At trial and in support of their respective positions on the disability issue, the parties presented much conflicting testimony and many voluminous exhibits concerning the nature and effect of Mr. Canales’ alleged impairments. We summarize the evidence from Mr. Canales and his doctors concerning his medical condition (viewed most favorably to the VA as the prevailing party at trial) as follows:

1. Mr. Canales

While Mr. Canales’ medical problems apparently first manifested themselves in *837 the mid 1970s, he testified that they became significantly worse in 1997 and 1998. According to his testimony, eventually he was unable to come to work at all due to severe pain, nausea, difficulty breathing, chest pains, exhaustion, and difficulty focusing.

2. Dr. Gidday

Mr. Canales’ former treating physician, Dr. Lisa Gidday, testified as a witness for the VA. She stated that Mr. Canales had complained to her of “intermittent severe mid to lower quadrant pain.” Id., Vol. III, at 388. She ordered a number of tests on his kidneys, ureters, and bladder, each of which came back essentially normal. 2 On May 5, 1998, a test of Mr. Canales’ urine detected blood, but a further test did not uncover any kidney stones. Mr. Canales continued to complain of pain and to claim that he was passing kidney stones. At one point he was hospitalized for the pain, but no kidney stones were found.

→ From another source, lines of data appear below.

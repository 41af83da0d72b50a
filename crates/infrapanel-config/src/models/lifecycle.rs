use std::time::Duration;

use serde::Deserialize;

#[derive(Debug, Clone, Deserialize, PartialEq)]
#[serde(default)]
pub struct LifecycleConfig {
    /// Java executable used for direct jar launches.
    pub java_path: String,

    /// How long a graceful stop may take before the process is killed.
    #[serde(with = "humantime_serde")]
    pub grace_period: Duration,

    /// Pause between the old process exiting and the new one spawning on restart.
    #[serde(with = "humantime_serde")]
    pub restart_delay: Duration,

    /// Console command written to stdin for a graceful shutdown.
    pub stop_command: String,
}

impl Default for LifecycleConfig {
    fn default() -> Self {
        Self {
            java_path: "java".to_string(),
            grace_period: Duration::from_secs(10),
            restart_delay: Duration::from_secs(3),
            stop_command: "stop".to_string(),
        }
    }
}

#[derive(Debug, Clone, Deserialize, PartialEq)]
#[serde(default)]
pub struct MonitorConfig {
    #[serde(with = "humantime_serde")]
    pub stats_interval: Duration,

    /// Liveness polling period for processes adopted after a panel restart.
    #[serde(with = "humantime_serde")]
    pub recovered_watch_interval: Duration,
}

impl Default for MonitorConfig {
    fn default() -> Self {
        Self {
            stats_interval: Duration::from_millis(2500),
            recovered_watch_interval: Duration::from_secs(2),
        }
    }
}
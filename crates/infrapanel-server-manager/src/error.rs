use std::io;

use thiserror::Error;

#[derive(Debug, Error)]
pub enum ServerManagerError {
    #[error("Server '{0}' not found")]
    NotFound(String),

    #[error("More than one server is named '{0}'")]
    Ambiguous(String),

    #[error("Server '{0}' is already running or in a transitional state")]
    AlreadyRunning(String),

    #[error("Invalid state: {0}")]
    InvalidState(String),

    #[error("Invalid command: {0}")]
    InvalidCommand(String),

    #[error(
        "Console input for server '{0}' is unavailable because the process was re-attached after a panel restart. Restart the server to regain command access"
    )]
    StdinUnavailable(String),

    #[error("Failed to spawn server process: {0}")]
    SpawnFailed(String),

    #[error("Launch artifact missing: {0}")]
    ArtifactMissing(String),

    #[error("Artifact download failed: {0}")]
    Artifact(#[from] reqwest::Error),

    #[error("Console log for server '{0}' does not exist")]
    LogNotFound(String),

    #[error("Invalid memory size '{0}'")]
    InvalidMemory(String),

    #[error("Signal error: {0}")]
    Signal(String),

    #[error("IO error: {0}")]
    Io(#[from] io::Error),

    #[error("Serialization error: {0}")]
    Serialization(#[from] serde_json::Error),
}

impl ServerManagerError {
    pub fn invalid_state(msg: impl Into<String>) -> Self {
        Self::InvalidState(msg.into())
    }

    pub fn signal(msg: impl Into<String>) -> Self {
        Self::Signal(msg.into())
    }
}

pub type Result<T> = std::result::Result<T, ServerManagerError>;
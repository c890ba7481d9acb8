//! Reusable element fixtures.
//!
//! - [`FailingClone`] — panics deterministically after N successful clones.
//! - [`numbered_strings`] — heap-owning values with predictable contents.

use std::sync::atomic::{AtomicUsize, Ordering};
use std::sync::Arc;

use crate::{DropCounter, Tracked};

/// An element whose `Clone` panics after a configurable number of successes.
///
/// All values built by one [`FailingClone::batch`] call share the same clone
/// budget, so "the 3rd clone of any element fails" is easy to set up. Every
/// value also carries a [`Tracked`] marker, so leaks and double drops show
/// up in the associated [`DropCounter`].
pub struct FailingClone {
    pub id: usize,
    succeed_count: usize,
    call_count: Arc<AtomicUsize>,
    _tracked: Tracked<()>,
}

impl FailingClone {
    /// Build `len` values (ids `0..len`) that together allow `succeed_count`
    /// clones before panicking.
    pub fn batch(counter: &DropCounter, len: usize, succeed_count: usize) -> Vec<Self> {
        let call_count = Arc::new(AtomicUsize::new(0));
        (0..len)
            .map(|id| Self {
                id,
                succeed_count,
                call_count: Arc::clone(&call_count),
                _tracked: counter.track(()),
            })
            .collect()
    }

    /// How many times `clone()` has been attempted across the batch.
    pub fn calls(&self) -> usize {
        self.call_count.load(Ordering::Relaxed)
    }

    /// Reset the shared clone counter.
    pub fn reset(&self) {
        self.call_count.store(0, Ordering::Relaxed);
    }
}

impl Clone for FailingClone {
    fn clone(&self) -> Self {
        let n = self.call_count.fetch_add(1, Ordering::Relaxed);
        if n >= self.succeed_count {
            panic!(
                "deliberate clone failure after {} successful clones",
                self.succeed_count
            );
        }
        Self {
            id: self.id,
            succeed_count: self.succeed_count,
            call_count: Arc::clone(&self.call_count),
            _tracked: self._tracked.clone(),
        }
    }
}

/// `["test0", "test1", ...]`, `len` entries.
pub fn numbered_strings(len: usize) -> Vec<String> {
    (0..len).map(|i| format!("test{i}")).collect()
}
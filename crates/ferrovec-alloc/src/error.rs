//! Allocation error types.

use std::alloc::Layout;
use std::error::Error;
use std::fmt;

/// Errors that can occur while acquiring storage.
///
/// This is the only failure a ferrovec container ever reports. It is raised
/// at the point of the failing allocation and propagated unchanged.
#[derive(Clone, Debug, PartialEq, Eq)]
pub enum AllocError {
    /// The global allocator could not satisfy the request.
    OutOfMemory {
        /// Layout of the request that failed.
        layout: Layout,
    },
    /// The requested element count does not fit in a valid layout, or
    /// computing the next capacity overflowed `usize`.
    CapacityOverflow {
        /// Number of elements that was asked for, saturated at `usize::MAX`.
        requested: usize,
    },
}

impl AllocError {
    /// Abort the current operation the way the standard collections do.
    ///
    /// `OutOfMemory` is forwarded to [`std::alloc::handle_alloc_error`];
    /// `CapacityOverflow` panics with `"capacity overflow"`.
    #[cold]
    #[track_caller]
    pub fn raise(self) -> ! {
        match self {
            Self::OutOfMemory { layout } => std::alloc::handle_alloc_error(layout),
            Self::CapacityOverflow { .. } => panic!("capacity overflow"),
        }
    }
}

impl fmt::Display for AllocError {
    fn fmt(&self, f: &mut fmt::Formatter<'_>) -> fmt::Result {
        match self {
            Self::OutOfMemory { layout } => {
                write!(
                    f,
                    "out of memory: failed to allocate {} bytes (align {})",
                    layout.size(),
                    layout.align()
                )
            }
            Self::CapacityOverflow { requested } => {
                write!(f, "capacity overflow: {requested} elements requested")
            }
        }
    }
}

impl Error for AllocError {}
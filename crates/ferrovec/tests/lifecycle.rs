//! Integration test: element lifecycle accounting.
//!
//! Every element constructed by or copied into a `DynArray` must be dropped
//! exactly once, whatever mix of appends, copies, moves, and assignments
//! produced it. `DropCounter` makes that observable.

use std::panic::{self, AssertUnwindSafe};

use ferrovec::prelude::*;
use ferrovec_test_utils::{DropCounter, FailingClone, Tracked};
use proptest::prelude::*;

fn tracked_array(counter: &DropCounter, values: &[u32]) -> DynArray<Tracked<u32>> {
    let mut array = DynArray::new();
    for &v in values {
        array.push(counter.track(v));
    }
    array
}

#[test]
fn growth_relocates_without_cloning_or_dropping() {
    let counter = DropCounter::new();
    let array = tracked_array(&counter, &(0..1000u32).collect::<Vec<_>>());
    assert_eq!(array.capacity(), 1024);
    assert_eq!(counter.cloned(), 0);
    assert_eq!(counter.dropped(), 0);
    drop(array);
    assert_eq!(counter.dropped(), 1000);
}

#[test]
fn copy_then_drop_both_balances() {
    let counter = DropCounter::new();
    let a = tracked_array(&counter, &[1, 2, 3, 4, 5]);
    let b = a.clone();
    assert_eq!(counter.cloned(), 5);
    assert_eq!(counter.live(), 10);
    drop(a);
    assert_eq!(counter.live(), 5);
    assert_eq!(*b[4].value(), 5);
    drop(b);
    assert_eq!(counter.live(), 0);
}

#[test]
fn move_construction_touches_no_element() {
    let counter = DropCounter::new();
    let mut a = tracked_array(&counter, &[1, 2, 3, 4, 5]);
    let b = a.take();
    assert_eq!(counter.cloned(), 0);
    assert_eq!(counter.dropped(), 0);
    drop(a);
    assert_eq!(counter.dropped(), 0);
    drop(b);
    assert_eq!(counter.dropped(), 5);
}

#[test]
fn push_cloned_copies_exactly_once() {
    let counter = DropCounter::new();
    let original = counter.track(9);
    let mut array = DynArray::new();
    array.push_cloned(&original);
    assert_eq!(counter.cloned(), 1);
    assert_eq!(array[0], original);
}

#[test]
fn failed_copy_construction_leaks_nothing() {
    let counter = DropCounter::new();
    let mut source = DynArray::new();
    for item in FailingClone::batch(&counter, 10, 7) {
        source.push(item);
    }

    let result = panic::catch_unwind(AssertUnwindSafe(|| source.clone()));
    assert!(result.is_err());
    assert_eq!(counter.live(), 10);
    assert_eq!(source.len(), 10);
    assert_eq!(source[9].id, 9);
    assert_eq!(source[0].calls(), 8);

    drop(source);
    assert_eq!(counter.live(), 0);
}

#[derive(Clone, Debug)]
enum Op {
    Push(u32),
    Emplace(u32),
    CloneFrom(Vec<u32>),
    MoveFrom(Vec<u32>),
    TakeAndRestore,
}

fn op_strategy() -> impl Strategy<Value = Op> {
    prop_oneof![
        any::<u32>().prop_map(Op::Push),
        any::<u32>().prop_map(Op::Emplace),
        proptest::collection::vec(any::<u32>(), 0..20).prop_map(Op::CloneFrom),
        proptest::collection::vec(any::<u32>(), 0..20).prop_map(Op::MoveFrom),
        Just(Op::TakeAndRestore),
    ]
}

proptest! {
    #[test]
    fn random_operations_match_vec_and_balance_drops(
        ops in proptest::collection::vec(op_strategy(), 1..60),
    ) {
        let counter = DropCounter::new();
        let mut array: DynArray<Tracked<u32>> = DynArray::new();
        let mut model: Vec<u32> = Vec::new();

        for op in ops {
            match op {
                Op::Push(v) => {
                    array.push(counter.track(v));
                    model.push(v);
                }
                Op::Emplace(v) => {
                    array.emplace_with(|| counter.track(v));
                    model.push(v);
                }
                Op::CloneFrom(values) => {
                    let source = tracked_array(&counter, &values);
                    array.clone_from(&source);
                    model = values;
                }
                Op::MoveFrom(values) => {
                    let mut source = tracked_array(&counter, &values);
                    array.move_from(&mut source);
                    prop_assert!(source.is_empty());
                    model = values;
                }
                Op::TakeAndRestore => {
                    let mut taken = array.take();
                    prop_assert_eq!(array.len(), 0);
                    array.move_from(&mut taken);
                }
            }

            prop_assert_eq!(array.len(), model.len());
            prop_assert!(array.capacity() >= array.len());
            for (i, v) in model.iter().enumerate() {
                prop_assert_eq!(array[i].value(), v);
            }
            prop_assert_eq!(counter.live(), array.len());
        }

        drop(array);
        prop_assert_eq!(counter.live(), 0);
    }
}
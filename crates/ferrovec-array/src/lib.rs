//! Growable contiguous array with explicit element lifecycle.
//!
//! [`DynArray`] is a value-semantic container built directly on
//! [`ferrovec_alloc`]: it acquires raw blocks, constructs elements into
//! them, relocates them on growth, and drops them exactly once.
//!
//! # Lifecycle at a glance
//!
//! | Operation | API | Allocates | Fails |
//! |---|---|---|---|
//! | default construction | [`DynArray::new`] | no | never |
//! | copy construction | `clone` / [`DynArray::try_clone`] | exact fit | OOM |
//! | move construction | [`DynArray::take`] | no | never |
//! | copy assignment | `clone_from` / [`DynArray::try_clone_from`] | if too small | OOM |
//! | move assignment | [`DynArray::move_from`] | no | never |
//! | append | `push` / `emplace` / `emplace_with` | on growth | OOM |
//!
//! Growth follows [`GrowthConfig`]: 1 slot, then doubling.

#![deny(missing_docs)]
#![deny(rustdoc::broken_intra_doc_links)]
#![deny(unsafe_code)]
#![deny(unsafe_op_in_unsafe_fn)]

pub mod config;
pub mod dyn_array;
mod transfer;

pub use config::GrowthConfig;
pub use dyn_array::DynArray;
pub use ferrovec_alloc::AllocError;
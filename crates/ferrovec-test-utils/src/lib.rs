//! Instrumented element types for ferrovec lifecycle tests.
//!
//! Containers are judged by what they do to their elements: how many get
//! constructed, cloned, and dropped. [`DropCounter`] hands out [`Tracked`]
//! values that report those events back to a shared counter so tests can
//! assert "every element dropped exactly once" directly.

#![forbid(unsafe_code)]
#![allow(missing_docs)]
#![deny(rustdoc::broken_intra_doc_links)]

pub mod fixtures;

pub use fixtures::{numbered_strings, FailingClone};

use std::fmt;
use std::sync::atomic::{AtomicUsize, Ordering};
use std::sync::Arc;

#[derive(Default)]
struct Counts {
    created: AtomicUsize,
    cloned: AtomicUsize,
    dropped: AtomicUsize,
}

/// Shared event counter for [`Tracked`] values.
///
/// Cloning a `DropCounter` shares the same counts.
#[derive(Clone, Default)]
pub struct DropCounter {
    counts: Arc<Counts>,
}

impl DropCounter {
    pub fn new() -> Self {
        Self::default()
    }

    /// Wrap `value` so its clones and drops are recorded here.
    pub fn track<T>(&self, value: T) -> Tracked<T> {
        self.counts.created.fetch_add(1, Ordering::Relaxed);
        Tracked {
            value,
            counter: self.clone(),
        }
    }

    /// Values created through [`track`](Self::track) or cloning.
    pub fn created(&self) -> usize {
        self.counts.created.load(Ordering::Relaxed)
    }

    /// Values created by `Clone::clone`.
    pub fn cloned(&self) -> usize {
        self.counts.cloned.load(Ordering::Relaxed)
    }

    pub fn dropped(&self) -> usize {
        self.counts.dropped.load(Ordering::Relaxed)
    }

    /// Values created but not yet dropped.
    pub fn live(&self) -> usize {
        self.created() - self.dropped()
    }
}

impl fmt::Debug for DropCounter {
    fn fmt(&self, f: &mut fmt::Formatter<'_>) -> fmt::Result {
        f.debug_struct("DropCounter")
            .field("created", &self.created())
            .field("cloned", &self.cloned())
            .field("dropped", &self.dropped())
            .finish()
    }
}

/// A value whose clones and drops are counted by a [`DropCounter`].
pub struct Tracked<T> {
    value: T,
    counter: DropCounter,
}

impl<T> Tracked<T> {
    pub fn value(&self) -> &T {
        &self.value
    }

    pub fn value_mut(&mut self) -> &mut T {
        &mut self.value
    }
}

impl<T: Clone> Clone for Tracked<T> {
    fn clone(&self) -> Self {
        self.counter.counts.cloned.fetch_add(1, Ordering::Relaxed);
        self.counter.track(self.value.clone())
    }
}

impl<T> Drop for Tracked<T> {
    fn drop(&mut self) {
        self.counter.counts.dropped.fetch_add(1, Ordering::Relaxed);
    }
}

impl<T: PartialEq> PartialEq for Tracked<T> {
    fn eq(&self, other: &Self) -> bool {
        self.value == other.value
    }
}

impl<T: fmt::Debug> fmt::Debug for Tracked<T> {
    fn fmt(&self, f: &mut fmt::Formatter<'_>) -> fmt::Result {
        f.debug_tuple("Tracked").field(&self.value).finish()
    }
}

Dr. Gidday found it unusual that a urinalysis in her office showed blood in Mr. Canales’ urine, while a urinalysis conducted at the hospital upon his later admission did not. At trial she testified that she came to believe that he had tampered with the test. Tests conducted by other specialists to whom she referred Mr. Canales consistently came back negative. Although prior tests had confirmed that Mr. Canales had passed kidney stones, a “kidney stone” he brought to her turned out, on laboratory analysis, to consist of inorganic material that did not come from a human body, inconsistent with a kidney stone. Dr. Gidday prescribed various narcotics for Mr. Canales to deal with his pain. She ultimately concluded that Mr. Canales had become “excessively symptomatic” and was perhaps engaged in “drug-seeking behavior.” Id. at 416-17.

Dr. Gidday stated that she had not placed any limitations on Mr. Canales’ ability to work full time, to sit, to drive, or to travel. Although in December 1998 she wrote a letter to Mr. Canales’ employer stating that he might require short term disability depending on the results of upcoming tests, in January 1999 she refused to write a letter stating he was unable to work, because, as she informed him in a letter, “at this time I feel you are able to work and I am unable to state otherwise.” Id., Vol. VII, at 1239, 1241. She ultimately stopped treating Mr. Canales, because she no longer trusted him.

3. Dr. Swartz

After Dr. Gidday stopped treating Mr. Canales, he obtained treatment from an osteopath, Dr. Swartz. Dr. Swartz’s deposition testimony was generally favorable to Mr. Canales. He diagnosed Mr. Canales with interstitial cystitis and kidney stones and provided him with “compassionate pain management,” including painkillers, id., Vol. V, at 1019. He stated that Mr. Canales could work, with accommodation and with appropriate medical management.